■ **THE PROBLEM**: Find every line with the string "DayStamp" in the material below and copy it.

-------

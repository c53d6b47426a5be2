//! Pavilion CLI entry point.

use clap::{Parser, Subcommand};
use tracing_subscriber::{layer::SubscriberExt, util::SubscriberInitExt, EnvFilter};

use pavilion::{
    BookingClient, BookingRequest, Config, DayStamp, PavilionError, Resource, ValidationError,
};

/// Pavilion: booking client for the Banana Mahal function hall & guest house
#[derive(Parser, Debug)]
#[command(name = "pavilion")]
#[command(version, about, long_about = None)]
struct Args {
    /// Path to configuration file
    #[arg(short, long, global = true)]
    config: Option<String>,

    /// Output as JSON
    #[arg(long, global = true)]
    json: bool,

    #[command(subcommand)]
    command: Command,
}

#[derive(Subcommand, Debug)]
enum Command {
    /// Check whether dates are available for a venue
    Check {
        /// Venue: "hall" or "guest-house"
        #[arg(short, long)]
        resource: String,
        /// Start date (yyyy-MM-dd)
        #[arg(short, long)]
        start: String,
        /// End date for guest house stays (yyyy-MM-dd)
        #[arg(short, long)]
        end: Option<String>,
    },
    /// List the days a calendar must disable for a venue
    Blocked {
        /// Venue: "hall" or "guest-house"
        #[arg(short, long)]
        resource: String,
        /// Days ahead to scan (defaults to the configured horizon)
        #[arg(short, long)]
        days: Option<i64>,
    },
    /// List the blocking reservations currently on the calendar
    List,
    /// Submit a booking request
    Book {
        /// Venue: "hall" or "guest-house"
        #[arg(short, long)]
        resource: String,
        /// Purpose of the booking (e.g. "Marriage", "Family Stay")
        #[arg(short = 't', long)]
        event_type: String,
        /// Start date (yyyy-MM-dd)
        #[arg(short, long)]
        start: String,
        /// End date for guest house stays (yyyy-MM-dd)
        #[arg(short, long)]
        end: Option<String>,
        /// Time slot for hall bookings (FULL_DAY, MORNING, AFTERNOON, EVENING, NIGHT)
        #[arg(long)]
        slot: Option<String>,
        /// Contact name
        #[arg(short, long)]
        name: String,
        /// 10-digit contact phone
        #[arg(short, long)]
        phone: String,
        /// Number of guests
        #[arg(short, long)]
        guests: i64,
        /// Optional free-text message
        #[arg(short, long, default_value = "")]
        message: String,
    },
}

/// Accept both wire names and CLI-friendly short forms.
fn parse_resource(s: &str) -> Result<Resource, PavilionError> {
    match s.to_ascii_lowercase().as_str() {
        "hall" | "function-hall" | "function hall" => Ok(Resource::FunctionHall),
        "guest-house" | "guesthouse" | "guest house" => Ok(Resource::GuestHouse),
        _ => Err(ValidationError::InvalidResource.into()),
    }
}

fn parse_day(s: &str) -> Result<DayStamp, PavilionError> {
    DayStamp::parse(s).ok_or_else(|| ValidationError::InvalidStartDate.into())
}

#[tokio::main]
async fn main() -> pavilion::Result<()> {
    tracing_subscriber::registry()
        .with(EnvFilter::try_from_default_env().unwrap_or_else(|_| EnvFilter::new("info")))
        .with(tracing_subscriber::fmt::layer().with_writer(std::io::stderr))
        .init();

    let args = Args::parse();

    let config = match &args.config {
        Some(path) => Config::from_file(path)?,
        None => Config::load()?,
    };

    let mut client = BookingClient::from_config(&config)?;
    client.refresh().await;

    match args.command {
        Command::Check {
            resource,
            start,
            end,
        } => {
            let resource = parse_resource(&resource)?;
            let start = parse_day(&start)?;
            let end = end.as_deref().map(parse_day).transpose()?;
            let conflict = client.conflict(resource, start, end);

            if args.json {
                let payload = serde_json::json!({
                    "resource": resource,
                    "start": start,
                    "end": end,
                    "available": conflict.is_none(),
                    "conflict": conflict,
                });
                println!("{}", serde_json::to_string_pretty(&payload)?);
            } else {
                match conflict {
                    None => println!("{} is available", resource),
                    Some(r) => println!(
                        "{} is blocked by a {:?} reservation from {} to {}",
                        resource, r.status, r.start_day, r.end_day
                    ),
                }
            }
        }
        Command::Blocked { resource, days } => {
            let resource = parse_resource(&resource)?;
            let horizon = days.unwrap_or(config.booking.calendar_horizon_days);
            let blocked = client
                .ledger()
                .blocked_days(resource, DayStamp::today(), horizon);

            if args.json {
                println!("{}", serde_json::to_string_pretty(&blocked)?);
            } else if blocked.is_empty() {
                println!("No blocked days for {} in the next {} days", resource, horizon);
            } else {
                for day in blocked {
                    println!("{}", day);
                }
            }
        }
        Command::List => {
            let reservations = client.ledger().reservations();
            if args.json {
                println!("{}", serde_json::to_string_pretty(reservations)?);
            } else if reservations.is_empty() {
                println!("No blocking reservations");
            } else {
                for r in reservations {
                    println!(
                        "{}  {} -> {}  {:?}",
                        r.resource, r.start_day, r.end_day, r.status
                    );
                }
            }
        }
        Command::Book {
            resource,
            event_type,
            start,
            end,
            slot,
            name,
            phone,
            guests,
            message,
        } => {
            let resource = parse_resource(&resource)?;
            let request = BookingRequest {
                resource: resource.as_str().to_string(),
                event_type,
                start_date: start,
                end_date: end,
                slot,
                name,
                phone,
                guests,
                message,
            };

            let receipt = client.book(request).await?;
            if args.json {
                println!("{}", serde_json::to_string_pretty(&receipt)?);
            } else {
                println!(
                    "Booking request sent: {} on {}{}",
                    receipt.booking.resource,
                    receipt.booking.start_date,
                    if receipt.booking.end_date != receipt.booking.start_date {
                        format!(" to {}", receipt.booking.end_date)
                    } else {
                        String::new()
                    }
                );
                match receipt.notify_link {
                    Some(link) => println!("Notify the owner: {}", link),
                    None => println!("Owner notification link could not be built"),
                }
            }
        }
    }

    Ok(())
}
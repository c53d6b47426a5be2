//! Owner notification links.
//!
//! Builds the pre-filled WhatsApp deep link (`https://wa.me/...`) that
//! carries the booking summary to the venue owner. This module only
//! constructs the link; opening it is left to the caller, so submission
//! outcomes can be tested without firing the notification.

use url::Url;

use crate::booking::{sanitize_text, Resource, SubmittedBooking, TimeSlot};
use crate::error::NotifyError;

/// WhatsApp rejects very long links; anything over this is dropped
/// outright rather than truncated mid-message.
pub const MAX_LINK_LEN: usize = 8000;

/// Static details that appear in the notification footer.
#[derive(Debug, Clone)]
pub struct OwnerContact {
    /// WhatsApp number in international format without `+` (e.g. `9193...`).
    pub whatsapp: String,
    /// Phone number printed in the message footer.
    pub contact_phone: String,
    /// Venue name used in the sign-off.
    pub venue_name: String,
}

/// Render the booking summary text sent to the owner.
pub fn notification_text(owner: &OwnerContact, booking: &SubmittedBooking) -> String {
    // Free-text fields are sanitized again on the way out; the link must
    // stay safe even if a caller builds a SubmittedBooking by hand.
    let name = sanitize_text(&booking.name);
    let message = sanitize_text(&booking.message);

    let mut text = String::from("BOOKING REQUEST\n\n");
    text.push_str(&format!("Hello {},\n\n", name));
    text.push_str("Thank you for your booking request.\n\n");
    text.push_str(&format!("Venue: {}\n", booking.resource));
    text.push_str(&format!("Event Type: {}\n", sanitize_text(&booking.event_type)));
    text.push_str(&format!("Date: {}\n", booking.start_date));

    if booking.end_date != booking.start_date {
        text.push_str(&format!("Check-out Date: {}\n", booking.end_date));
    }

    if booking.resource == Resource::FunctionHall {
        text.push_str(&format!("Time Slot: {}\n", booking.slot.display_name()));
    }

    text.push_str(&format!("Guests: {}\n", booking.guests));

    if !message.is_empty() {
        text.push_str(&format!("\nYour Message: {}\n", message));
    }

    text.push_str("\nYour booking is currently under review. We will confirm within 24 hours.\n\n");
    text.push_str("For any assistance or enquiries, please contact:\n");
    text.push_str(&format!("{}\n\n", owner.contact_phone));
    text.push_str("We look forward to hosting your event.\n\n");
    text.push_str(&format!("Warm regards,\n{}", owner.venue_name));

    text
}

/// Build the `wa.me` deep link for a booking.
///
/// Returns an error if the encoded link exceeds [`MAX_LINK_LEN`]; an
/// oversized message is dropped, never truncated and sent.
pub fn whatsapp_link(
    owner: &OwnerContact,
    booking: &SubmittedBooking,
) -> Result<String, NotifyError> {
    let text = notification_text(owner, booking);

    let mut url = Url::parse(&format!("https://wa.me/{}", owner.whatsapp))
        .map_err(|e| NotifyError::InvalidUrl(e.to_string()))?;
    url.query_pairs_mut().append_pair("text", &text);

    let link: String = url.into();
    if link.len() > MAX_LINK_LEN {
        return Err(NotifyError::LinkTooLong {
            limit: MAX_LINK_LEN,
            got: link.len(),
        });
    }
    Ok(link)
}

-------

■ **RESULT OF THIS EXERCISE**:
    BookingClient, BookingRequest, Config, DayStamp, PavilionError, Resource, ValidationError,
fn parse_day(s: &str) -> Result<DayStamp, PavilionError> {
    DayStamp::parse(s).ok_or_else(|| ValidationError::InvalidStartDate.into())
                .blocked_days(resource, DayStamp::today(), horizon);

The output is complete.